Tuesday, November 9, 2010

Jacques Ellul's Technique

I have always been interested in the structures of thought that pattern he way we think.  I do not mean in a medical sense, but in a sociological one.  I'm referring to the belief systems, usually taken for granted and very often secular in nature, that influence large groups of people but have their fundamental origin on how successfully they affect individuals.  They can also be referred to as the mythical substructure of a society, and despite the belief that we have left this seemingly outdated mode of thinking behind, myth continues to abound.  Roland Barthe's Mythologies is perhaps the clearest statement that myth is still a driving force in society, but it is surely not alone.  Other works have done admirable jobs at unveiling how much of what we think is not spontaneously generated but instead finely formed by forces that we don't have control of.  Marshall McLuhan's Understanding Media and Walter Lippmann's Public Opinion are great examples of works that reveal these forces.  I can now add another to that list.


Jacques Ellul's The Technological Society (1964) fits with these type of books as the primary focus is to reveal the consequences of our technological drives and to provide a counterweight to the benign face we casually put on technique and technology.  Rather than seeing technology as something wielded by humans, he sees it develop along deterministic lines that drag people and societies along with it, with a distinct lack of control.  It is critical to constantly remember, and Ellul takes great care to stress this, that he uses the term technological in the broadest sense.  It includes not only the mechanical and electronic sense we generally associate it with today, but primarily as technique in general.  It essentially means the relentless drive to find efficiencies and add structure and processes where none existed before, both in the material world and in human institutions and organizations.  Our modern gadgets are not the essence of the technological society, but a consequence.

To start to explain his ideas is no easy task.  While the language (at least in the English translation) is straightforward, the difficulty of the work comes from the density.  It is page after page or relentless examples, illustrating the effects of technique on various areas, and the effects that it has had on the minute aspects within the larger categories.  Ellul's book is broken into broad sections: chapters one and two speak of the nature of technique; chapter three is about technique and the economy; chapter four deals with technique and the state. In each chapter the subject is broken into minute portions, thoroughly examined, until Ellul has made his point that, even in areas where it seems technique has no influence, it has actually become the dominant force.

Ellul sees the technical society as one of technically generated illusions and myth, which is his fundamental concern with it.  He writes of "the illusion of liberty, choice, and individuality [that appear] merely as appearances," and where society reaches a point where for an individual "the appearance of a personal life becomes for him the reality of a personal life."

The penultimate chapter of the book is titled Human Techniques and deals with the various means with which the struggle against technical domination is being waged.  However, this chapter opens with a paradox, which is best stated by Ellul himself: "we must find solutions to the problems raised by techniques, and only through technical means can we find them."  He writes that human techniques are gear toward the adaptation of a person to their total environment, and that it is only the adapted person who is happy.  While Ellul has been accused of pessimism, this is not the start of an optimistic section of the book despite the opening pages.  He is highly critical of the aspects he writes of and in the end never proposes any satisfying solutions.

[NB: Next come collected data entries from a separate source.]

//! Adaptive poll interval
//!
//! Doubles on every throttled status call up to a cap, and snaps back to the
//! base interval on the first call that gets through.

use std::time::Duration;

use crate::config::RunnerConfig;

#[derive(Debug, Clone, PartialEq, Eq)]
pub struct PollTimer {
    base: Duration,
    max: Duration,
    current: Duration,
}

impl PollTimer {
    /// Creates a timer starting at `base`; `max` is raised to `base` if smaller
    pub fn new(base: Duration, max: Duration) -> Self {
        Self {
            base,
            max: max.max(base),
            current: base,
        }
    }

    pub fn from_config(config: &RunnerConfig) -> Self {
        Self::new(config.poll_interval, config.max_poll_interval)
    }

    /// Interval to wait before the next status call
    pub fn duration(&self) -> Duration {
        self.current
    }

    /// Backs off after a throttled call
    pub fn increase(&mut self) {
        let doubled = self
            .current
            .saturating_mul(2)
            .max(self.current.saturating_add(Duration::from_millis(1)));
        self.current = doubled.min(self.max);
    }

    /// Returns to the base interval after a successful call
    pub fn reset(&mut self) {
        self.current = self.base;
    }
}

impl Default for PollTimer {
    fn default() -> Self {
        Self::from_config(&RunnerConfig::default())
    }
}
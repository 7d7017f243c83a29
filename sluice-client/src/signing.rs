//! AWS Signature Version 4
//!
//! Signs a fully built `reqwest::Request` in place. The request URL must
//! already carry canonical percent-encoding (each path segment and query
//! component encoded with [`urlencoding::encode`]), which is how both clients
//! build their URLs.

use chrono::{DateTime, Utc};
use hmac::{Hmac, Mac};
use reqwest::header::{AUTHORIZATION, HeaderName, HeaderValue};
use sha2::{Digest, Sha256};

use crate::error::{ClientError, Result};

type HmacSha256 = Hmac<Sha256>;

const ALGORITHM: &str = "AWS4-HMAC-SHA256";
const X_AMZ_DATE: &str = "x-amz-date";
const X_AMZ_CONTENT_SHA256: &str = "x-amz-content-sha256";
const X_AMZ_SECURITY_TOKEN: &str = "x-amz-security-token";

/// Static credentials used to sign requests
#[derive(Clone)]
pub struct AwsCredentials {
    pub access_key_id: String,
    pub secret_access_key: String,
    pub session_token: Option<String>,
}

impl AwsCredentials {
    pub fn new(access_key_id: impl Into<String>, secret_access_key: impl Into<String>) -> Self {
        Self {
            access_key_id: access_key_id.into(),
            secret_access_key: secret_access_key.into(),
            session_token: None,
        }
    }

    pub fn with_session_token(mut self, token: impl Into<String>) -> Self {
        self.session_token = Some(token.into());
        self
    }
}

impl std::fmt::Debug for AwsCredentials {
    fn fmt(&self, f: &mut std::fmt::Formatter<'_>) -> std::fmt::Result {
        f.debug_struct("AwsCredentials")
            .field("access_key_id", &self.access_key_id)
            .field("secret_access_key", &"<redacted>")
            .field("session_token", &self.session_token.as_ref().map(|_| "<redacted>"))
            .finish()
    }
}

/// Signing scope for one service in one region
#[derive(Debug, Clone)]
pub struct Signer {
    credentials: AwsCredentials,
    region: String,
    service: String,
}

impl Signer {
    pub fn new(
        credentials: AwsCredentials,
        region: impl Into<String>,
        service: impl Into<String>,
    ) -> Self {
        Self {
            credentials,
            region: region.into(),
            service: service.into(),
        }
    }

    /// Signs `request` with the current time
    pub fn sign(&self, request: &mut reqwest::Request) -> Result<()> {
        self.sign_at(request, Utc::now())
    }

    /// Signs `request` as if sent at `now`
    pub fn sign_at(&self, request: &mut reqwest::Request, now: DateTime<Utc>) -> Result<()> {
        let amz_date = now.format("%Y%m%dT%H%M%SZ").to_string();
        let date = now.format("%Y%m%d").to_string();

        let payload = request
            .body()
            .and_then(|body| body.as_bytes())
            .unwrap_or_default();
        let payload_hash = hex(&Sha256::digest(payload));

        let url = request.url();
        let host = match url.port() {
            Some(port) => format!("{}:{}", url.host_str().unwrap_or_default(), port),
            None => url.host_str().unwrap_or_default().to_string(),
        };

        let mut headers = vec![
            ("host".to_string(), host),
            (X_AMZ_CONTENT_SHA256.to_string(), payload_hash.clone()),
            (X_AMZ_DATE.to_string(), amz_date.clone()),
        ];
        if let Some(token) = &self.credentials.session_token {
            headers.push((X_AMZ_SECURITY_TOKEN.to_string(), token.clone()));
        }
        headers.sort();

        let canonical_headers: String = headers
            .iter()
            .map(|(name, value)| format!("{}:{}\n", name, value.trim()))
            .collect();
        let signed_headers = headers
            .iter()
            .map(|(name, _)| name.as_str())
            .collect::<Vec<_>>()
            .join(";");

        let path = if url.path().is_empty() { "/" } else { url.path() };
        let canonical_request = format!(
            "{}\n{}\n{}\n{}\n{}\n{}",
            request.method().as_str(),
            path,
            canonical_query(url.query().unwrap_or_default()),
            canonical_headers,
            signed_headers,
            payload_hash
        );

        let scope = format!("{}/{}/{}/aws4_request", date, self.region, self.service);
        let string_to_sign = format!(
            "{}\n{}\n{}\n{}",
            ALGORITHM,
            amz_date,
            scope,
            hex(&Sha256::digest(canonical_request.as_bytes()))
        );

        let mac = self.signing_key(&date)?.chain_update(string_to_sign);
        let signature = hex(&mac.finalize().into_bytes());
        let authorization = format!(
            "{} Credential={}/{}, SignedHeaders={}, Signature={}",
            ALGORITHM, self.credentials.access_key_id, scope, signed_headers, signature
        );

        for (name, value) in headers.into_iter().filter(|(name, _)| name != "host") {
            insert_header(request, &name, &value)?;
        }
        insert_header(request, AUTHORIZATION.as_str(), &authorization)?;

        Ok(())
    }

    /// HMAC keyed with the derived signing key for `date`
    fn signing_key(&self, date: &str) -> Result<HmacSha256> {
        let secret = format!("AWS4{}", self.credentials.secret_access_key);
        let k_date = hmac_sha256(secret.as_bytes(), date.as_bytes())?;
        let k_region = hmac_sha256(&k_date, self.region.as_bytes())?;
        let k_service = hmac_sha256(&k_region, self.service.as_bytes())?;
        let k_signing = hmac_sha256(&k_service, b"aws4_request")?;
        new_mac(&k_signing)
    }
}

/// Sorts already-encoded query pairs by name, then value
fn canonical_query(query: &str) -> String {
    let mut pairs: Vec<(&str, &str)> = query
        .split('&')
        .filter(|pair| !pair.is_empty())
        .map(|pair| pair.split_once('=').unwrap_or((pair, "")))
        .collect();
    pairs.sort();

    pairs
        .iter()
        .map(|(name, value)| format!("{name}={value}"))
        .collect::<Vec<_>>()
        .join("&")
}

fn new_mac(key: &[u8]) -> Result<HmacSha256> {
    HmacSha256::new_from_slice(key)
        .map_err(|e| ClientError::InvalidRequest(format!("invalid signing key: {e}")))
}

fn hmac_sha256(key: &[u8], data: &[u8]) -> Result<Vec<u8>> {
    Ok(new_mac(key)?.chain_update(data).finalize().into_bytes().to_vec())
}

fn insert_header(request: &mut reqwest::Request, name: &str, value: &str) -> Result<()> {
    let name = HeaderName::from_bytes(name.as_bytes())
        .map_err(|e| ClientError::InvalidRequest(format!("invalid header name {name}: {e}")))?;
    let value = HeaderValue::from_str(value)
        .map_err(|e| ClientError::InvalidRequest(format!("invalid header value: {e}")))?;
    request.headers_mut().insert(name, value);
    Ok(())
}

pub(crate) fn hex(bytes: &[u8]) -> String {
    bytes.iter().map(|b| format!("{b:02x}")).collect()
}

#[cfg(test)]
mod tests {
    use super::*;
    use chrono::TimeZone;

    fn signer() -> Signer {
        Signer::new(
            AwsCredentials::new("AKIDEXAMPLE", "wJalrXUtnFEMI/K7MDENG+bPxRfiCYEXAMPLEKEY"),
            "us-east-1",
            "service",
        )
    }

    #[test]
    fn test_canonical_query_sorts_pairs() {
        assert_eq!(canonical_query("b=2&a=1&a=0"), "a=0&a=1&b=2");
        assert_eq!(canonical_query("list-type=2&prefix="), "list-type=2&prefix=");
        assert_eq!(canonical_query(""), "");
    }

    #[test]
    fn test_hex_encoding() {
        assert_eq!(hex(&[0x00, 0xab, 0x10]), "00ab10");
    }

    #[test]
    fn test_sign_sets_authorization_headers() {
        let client = reqwest::Client::new();
        let mut request = client
            .get("https://example.amazonaws.com/")
            .build()
            .unwrap();
        let now = Utc.with_ymd_and_hms(2015, 8, 30, 12, 36, 0).unwrap();

        signer().sign_at(&mut request, now).unwrap();

        let auth = request.headers()[AUTHORIZATION].to_str().unwrap();
        assert!(auth.starts_with(
            "AWS4-HMAC-SHA256 Credential=AKIDEXAMPLE/20150830/us-east-1/service/aws4_request, \
             SignedHeaders=host;x-amz-content-sha256;x-amz-date, Signature="
        ));
        assert_eq!(request.headers()[X_AMZ_DATE], "20150830T123600Z");
        assert_eq!(
            request.headers()[X_AMZ_CONTENT_SHA256],
            "e3b0c44298fc1c149afbf4c8996fb92427ae41e4649b934ca495991b7852b855"
        );
    }

    fn signature(request: &reqwest::Request) -> &str {
        let auth = request.headers()[AUTHORIZATION].to_str().unwrap();
        auth.rsplit("Signature=").next().unwrap()
    }

    #[test]
    fn test_sign_known_answers() {
        let credentials =
            AwsCredentials::new("AKIDEXAMPLE", "wJalrXUtnFEMI/K7MDENG+bPxRfiCYEXAMPLEKEY");
        let now = Utc.with_ymd_and_hms(2024, 1, 2, 3, 4, 5).unwrap();
        let client = reqwest::Client::new();

        let mut list = client
            .get(
                "https://emr-serverless.eu-west-1.amazonaws.com\
                 /applications/app-1/jobruns/run-9/attempts?nextToken=abc%2F%3D",
            )
            .build()
            .unwrap();
        Signer::new(credentials.clone(), "eu-west-1", "emr-serverless")
            .sign_at(&mut list, now)
            .unwrap();
        assert_eq!(
            signature(&list),
            "ed7342cfdc30d5f56e4807f6c0e783645b7f08fa88e07b491ef84dd92cdc5530"
        );

        let mut put = client
            .put("https://s3.eu-west-1.amazonaws.com/bucket/ws/a%20b/main.py")
            .body("print(1)")
            .build()
            .unwrap();
        Signer::new(credentials, "eu-west-1", "s3")
            .sign_at(&mut put, now)
            .unwrap();
        assert_eq!(
            signature(&put),
            "f28d8df7a6b623cb2b1f1e53e6a3b8cceb3ee50fb76d138d2a9442f984a2cef2"
        );
    }

    #[test]
    fn test_sign_adds_session_token() {
        let signer = Signer::new(
            AwsCredentials::new("AKID", "secret").with_session_token("token"),
            "eu-west-1",
            "s3",
        );
        let client = reqwest::Client::new();
        let mut request = client
            .put("https://s3.eu-west-1.amazonaws.com/bucket/key")
            .body("hello")
            .build()
            .unwrap();

        signer.sign(&mut request).unwrap();

        assert_eq!(request.headers()[X_AMZ_SECURITY_TOKEN], "token");
        let auth = request.headers()[AUTHORIZATION].to_str().unwrap();
        assert!(auth.contains(
            "SignedHeaders=host;x-amz-content-sha256;x-amz-date;x-amz-security-token"
        ));
    }

    #[test]
    fn test_debug_redacts_secret() {
        let creds = AwsCredentials::new("AKID", "super-secret");
        assert!(!format!("{creds:?}").contains("super-secret"));
    }
}
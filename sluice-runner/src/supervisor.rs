//! Run supervisor
//!
//! Submits a run and polls it to a terminal outcome. Each poll cycle waits
//! for the poll timer (or cancellation), lists the run's attempts, reports
//! state transitions, drains new log lines, and classifies the latest state.

use std::sync::Arc;

use sluice_client::ControlPlane;
use sluice_core::domain::run::{RunAttempt, RunHandle, RunState};
use sluice_core::dto::job_run::StartJobRunRequest;
use tokio_util::sync::CancellationToken;
use tracing::{debug, info, warn};

use crate::error::{RunError, TerminalJobError, TransportError};
use crate::logs::LogConsumer;
use crate::outcome::RunOutcome;
use crate::poll_timer::PollTimer;
use crate::sink::LineSink;

pub struct RunSupervisor {
    control_plane: Arc<dyn ControlPlane>,
    sink: Arc<dyn LineSink>,
    timer: PollTimer,
}

impl RunSupervisor {
    pub fn new(
        control_plane: Arc<dyn ControlPlane>,
        sink: Arc<dyn LineSink>,
        timer: PollTimer,
    ) -> Self {
        Self {
            control_plane,
            sink,
            timer,
        }
    }

    pub fn timer(&self) -> &PollTimer {
        &self.timer
    }

    /// Sends the submission request once
    pub async fn submit(&self, request: &StartJobRunRequest) -> Result<RunHandle, RunError> {
        let handle = self
            .control_plane
            .start_job_run(request)
            .await
            .map_err(RunError::Submission)?;

        info!("Created job run: {}", handle.run_id);
        Ok(handle)
    }

    /// Polls `handle` until the run reaches a terminal state or fails locally
    ///
    /// Cancellation is checked once per cycle, while waiting for the timer;
    /// an in-flight status call is never interrupted.
    pub async fn supervise(
        &mut self,
        handle: &RunHandle,
        logs: &mut dyn LogConsumer,
        cancel: &CancellationToken,
    ) -> RunOutcome {
        let mut previous_state: Option<RunState> = None;
        let mut next_token: Option<String> = None;

        loop {
            tokio::select! {
                biased;
                _ = cancel.cancelled() => {
                    info!("Supervision of run {} cancelled", handle.run_id);
                    return RunOutcome::ContextCancelled;
                }
                _ = tokio::time::sleep(self.timer.duration()) => {}
            }

            let page = match self
                .control_plane
                .list_job_run_attempts(handle, next_token.as_deref())
                .await
            {
                Ok(page) => page,
                Err(e) if e.is_throttling() => {
                    self.timer.increase();
                    debug!(
                        "Status call throttled, next poll in {:?}: {}",
                        self.timer.duration(),
                        e
                    );
                    continue;
                }
                Err(e) => {
                    return RunOutcome::LocalError(TransportError::Request(e).into());
                }
            };
            self.timer.reset();

            let Some(latest) = page.latest() else {
                return RunOutcome::LocalError(
                    TransportError::NoAttempts {
                        run_id: handle.run_id.clone(),
                    }
                    .into(),
                );
            };

            if previous_state.as_ref() != Some(&latest.state) {
                if !latest.state.is_recognized() {
                    warn!(
                        "Run {} reported unrecognized state {}, continuing to poll",
                        handle.run_id, latest.state
                    );
                }
                self.sink.emit(&transition_line(&handle.run_id, latest));
                previous_state = Some(latest.state.clone());
            }

            let batch = if latest.state.is_terminal() {
                logs.drain().await
            } else {
                logs.next_batch().await
            };
            for line in batch {
                self.sink.emit(&line.to_string());
            }

            match &latest.state {
                RunState::Success => return RunOutcome::Succeeded,
                RunState::Failed => {
                    return RunOutcome::Failed(terminal_error(handle, latest));
                }
                RunState::Cancelled => {
                    return RunOutcome::Cancelled(terminal_error(handle, latest));
                }
                _ => {}
            }

            if let Some(token) = page.next_token {
                next_token = Some(token);
            }
        }
    }
}

fn transition_line(run_id: &str, attempt: &RunAttempt) -> String {
    format!("{} | {} | {}", run_id, attempt.state, attempt.state_details)
}

fn terminal_error(handle: &RunHandle, attempt: &RunAttempt) -> TerminalJobError {
    TerminalJobError {
        run_id: handle.run_id.clone(),
        state: attempt.state.clone(),
        detail: attempt.state_details.clone(),
    }
}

Ellul provides a framework by which to reassess many contemporary issues.  Rather than the final word,  his understanding of technique provides another method (or human technique) to reveal the underlying causes of social and political phenomenon.  I feel to suggest that a single force is the cause of any one event is oversimplification and that it is the interrelation of multiple forces that leads to true understanding.  Ellul, if he is correct, and he makes a convincing case, has done an admirable job of revealing the characteristics of one of these forces.  He has added to our ability to demythologize the world around up by asking questions that further unveil the social phenomena that surround us.

I fear that this book, like many other important works, is destined to be forgotten.  I came by my copy through a hand-me-down of a university friend who had to buy it for a class and it has waited patiently for me over the years before I brought myself to read it.  I had never encountered this book or author before and I have only seen references to him on a few occasions since.  My schoolmates required reading was the first chapter, only a sliver of the work.  A new publication that I stumbled upon in my local bookstore, What Technology Wants by Kevin Kelly deals with technology in a narrower sense than Ellul speaks to, but what stood out to me was the underlying belief that humans were ultimately in full control of technology and exert their will on and with it.  I browsed the book but looked closely at the references, suggested readings and index.  There was not a single mention of Ellul.  After reading the book I fail to see how the subject can even be spoken of without taking into consideration his arguments.